Total Eren has built up a green-hydrogen project pipeline of up to 30 gigawatts in Australia, after a dedicated 40-strong team spent 18 months identifying potential developments, the company has revealed.

The renewables arm of TotalEnergies highlighted this business potential last week when it confirmed a decision to exit the HyEnergy green-hydrogen project in Gascoyne, Western Australia.

HyEnergy was to be powered by 8GW of wind and solar as part of a partnership with local developer Province Resources, as first announced in April 2021.

Last week, Province announced the end of the partnership saying it will move ahead with HyEnergy alone, and that the project’s feasibility study has been fully funded.

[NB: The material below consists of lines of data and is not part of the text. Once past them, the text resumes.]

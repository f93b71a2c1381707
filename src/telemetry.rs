use tracing::{subscriber::set_global_default, Subscriber};
use tracing_bunyan_formatter::{BunyanFormattingLayer, JsonStorageLayer};
use tracing_log::LogTracer;
use tracing_subscriber::{layer::SubscriberExt, EnvFilter, Registry};

/// Compose the tracing subscriber for the application.
/// The `env_filter` is only a fallback for when `RUST_LOG` is not set.
pub fn get_subscriber(name: String, env_filter: String) -> impl Subscriber + Send + Sync {
    let env_filter =
        EnvFilter::try_from_default_env().unwrap_or_else(|_| EnvFilter::new(env_filter));
    let formatting_layer = BunyanFormattingLayer::new(name, std::io::stdout);

    Registry::default()
        .with(env_filter)
        .with(JsonStorageLayer)
        .with(formatting_layer)
}

/// Register the subscriber as the global default and redirect `log`
/// records into it. Should only be called once.
pub fn init_subscriber(subscriber: impl Subscriber + Send + Sync) {
    LogTracer::init().expect("Failed to set logger");
    set_global_default(subscriber).expect("Failed to set subscriber");
}
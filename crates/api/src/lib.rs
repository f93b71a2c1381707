mod auth;
mod company;
mod error;
pub mod pages;
mod reservation;
mod shared;
mod status;
mod user;

use actix_cors::Cors;
use actix_web::{dev::Server, middleware, web, App, HttpServer};
use mpc_reservations_infra::MpcContext;
use std::net::TcpListener;
use tracing_actix_web::TracingLogger;

pub fn configure_server_api(cfg: &mut web::ServiceConfig) {
    auth::configure_routes(cfg);
    company::configure_routes(cfg);
    reservation::configure_routes(cfg);
    status::configure_routes(cfg);
    user::configure_routes(cfg);
}

pub struct Application {
    server: Server,
    port: u16,
}

impl Application {
    pub async fn new(context: MpcContext) -> Result<Self, std::io::Error> {
        let (server, port) = Application::configure_server(context).await?;

        Ok(Self { server, port })
    }

    pub fn port(&self) -> u16 {
        self.port
    }

    async fn configure_server(context: MpcContext) -> Result<(Server, u16), std::io::Error> {
        let port = context.config.port;
        let address = format!("0.0.0.0:{}", port);
        let listener = TcpListener::bind(&address)?;
        let port = listener.local_addr().unwrap().port();

        let server = HttpServer::new(move || {
            let ctx = context.clone();

            App::new()
                .wrap(Cors::permissive())
                .wrap(middleware::Compress::default())
                .wrap(TracingLogger::default())
                .app_data(web::Data::new(ctx))
                .service(web::scope("/api/v1").configure(configure_server_api))
                .configure(pages::configure_routes)
        })
        .listen(listener)?
        .workers(4)
        .run();

        Ok((server, port))
    }

    pub async fn start(self) -> Result<(), std::io::Error> {
        self.server.await
    }
}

“While Total Eren had a good track record in developing renewables projects, the board’s view was that the objectives of Total Eren for the development of the HyEnergy Project were not fully aligned with the objectives of Province and that Province and Total Eren had not reached agreement with respect to the development of the HyEnergy Project prior to expiry of the term sheet,” Province managing director David Frances said.

TotalEnergies is the largest shareholder in Total Eren, with 30% ownership, but is due to take full control this year.

Total Eren’s 30GW hydrogen pipeline is spread across the Northern Territory, Queensland, South Australia and Western Australia, and it is opening an office in WA.

“Australia is key in Total Eren’s global strategy. The continued growth of our team in Perth is a demonstration of our commitment to advancing our H2 pipeline in Western Australia and our collective global expertise to deliver the lowest cost of energy for the hydrogen future,” Total Eren chief executive David Corchia said.

Australia is seen as a potential world leader in the production of green hydrogen and ammonia, but the capacity of projects under discussion would a massive increase in renewable-energy capacity, according to the International Renewable Energy Agency.

Total Eren’s investments in Australian renewables currently include Kiamal Solar Farm in Victoria, stage two of which will feature Australia’s first DC-coupled inverters and up to 300 MWh of energy storage capacity.

(A version of this article first appeared in Upstream’s sister publication Hydrogen Insight on 10 March, 2023).